No início de 2009 foi publicado um modelo da mesotelina (Sathyanarayana et al., 2009). A modelagem foi feita utilizando-se 9 programas diferentes de predição de estrutura secundária e 4 diferentes servidores de predição de estrutura terciária com a seqüência da proteína precursora MPF/mesotelina. A estrutura que aparece nos resultados de todos os programas é a carioferina α de Saccharomyces cerevisiae (código PBD: 1BK5). O modelo gerado sugere uma estrutura em super-hélice feita de repetições de hélices tipo ARM (figura 29).

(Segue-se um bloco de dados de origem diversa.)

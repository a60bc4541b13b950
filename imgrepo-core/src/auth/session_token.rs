use base64::{Engine, engine::general_purpose::URL_SAFE_NO_PAD};
use chrono::{DateTime, Duration, Utc};
use rand::{TryRngCore, rngs::OsRng};
use std::fmt;
use thiserror::Error;

use crate::error::RepoError;

#[derive(Debug, Error)]
pub enum SessionTokenError {
    #[error("token generation failed")]
    GenerationFailed,
}

impl From<SessionTokenError> for RepoError {
    fn from(err: SessionTokenError) -> Self {
        RepoError::Internal(err.to_string())
    }
}

/// Opaque bearer token proving a prior successful login.
///
/// 256 bits from the OS RNG, URL-safe base64 without padding.
#[derive(Clone, PartialEq, Eq)]
pub struct SessionToken {
    value: String,
    expires_at: DateTime<Utc>,
}

impl SessionToken {
    pub fn generate(lifetime: Duration) -> Result<Self, SessionTokenError> {
        let mut token_bytes = [0u8; 32];
        OsRng
            .try_fill_bytes(&mut token_bytes)
            .map_err(|_| SessionTokenError::GenerationFailed)?;

        Ok(Self {
            value: URL_SAFE_NO_PAD.encode(token_bytes),
            expires_at: Utc::now() + lifetime,
        })
    }

    pub fn as_str(&self) -> &str {
        &self.value
    }

    pub fn into_string(self) -> String {
        self.value
    }

    pub fn expires_at(&self) -> DateTime<Utc> {
        self.expires_at
    }

    /// Whole seconds until expiry, zero once expired.
    pub fn expires_in(&self) -> u64 {
        let remaining = self.expires_at.signed_duration_since(Utc::now());
        u64::try_from(remaining.num_seconds()).unwrap_or(0)
    }
}

impl fmt::Debug for SessionToken {
    fn fmt(&self, f: &mut fmt::Formatter<'_>) -> fmt::Result {
        f.debug_struct("SessionToken")
            .field("value", &"<redacted>")
            .field("expires_at", &self.expires_at)
            .finish()
    }
}

#[cfg(test)]
mod tests {
    use super::*;

    #[test]
    fn tokens_are_unique_and_url_safe() {
        let a = SessionToken::generate(Duration::minutes(30)).unwrap();
        let b = SessionToken::generate(Duration::minutes(30)).unwrap();
        assert_ne!(a.as_str(), b.as_str());
        assert_eq!(a.as_str().len(), 43);
        assert!(
            a.as_str()
                .chars()
                .all(|c| c.is_ascii_alphanumeric() || c == '-' || c == '_')
        );
    }

    #[test]
    fn expires_in_tracks_lifetime() {
        let token = SessionToken::generate(Duration::minutes(30)).unwrap();
        let secs = token.expires_in();
        assert!(secs > 29 * 60 && secs <= 30 * 60);
        assert!(!format!("{token:?}").contains(token.as_str()));
    }
}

Figura 29: O modelo da mesotelina. Em (a), par estéreo da representação de fitas do modelo; em (b),

alinhamento entre motivos repetitivos do modelo de mesotelina e da estrutura de 1BK5. As figuras foram retiradas de Sathyanarayana et al., 2009 e modificadas. A cadeia vai do N para o C-terminal de baixo para cima. As repetições 1, 3, 5 e 7 estão em laranja e as repetições 2, 4, 6 e 8 estão em amarelo. Os resíduos marcados em ciano no alinhamento estão mostrados da mesma cor no modelo e evidenciam posições onde geralmente há resíduos hidrofóbicos em repetições ARM. As setas horizontais no topo do alinhamento mostram as bordas das hélices da 7ª repetição de 1BK5. A seta vertical indica a posição da Y318 de mesotelina. As caixas em vermelho indicam a região de ligação a MUC16 (Kaneko et al., 2009).

a)

A região responsável pela interação com MUC16 compreenderia a primeira repetição e parte da segunda (figura 29) do modelo. A Y318, que se mostrou essencial à ligação, deve se localizar entre duas hélices da primeira repetição, enquanto W321 e E324 estariam localizados no início e no meio, respectivamente, da hélice que vem em seguida na mesma repetição.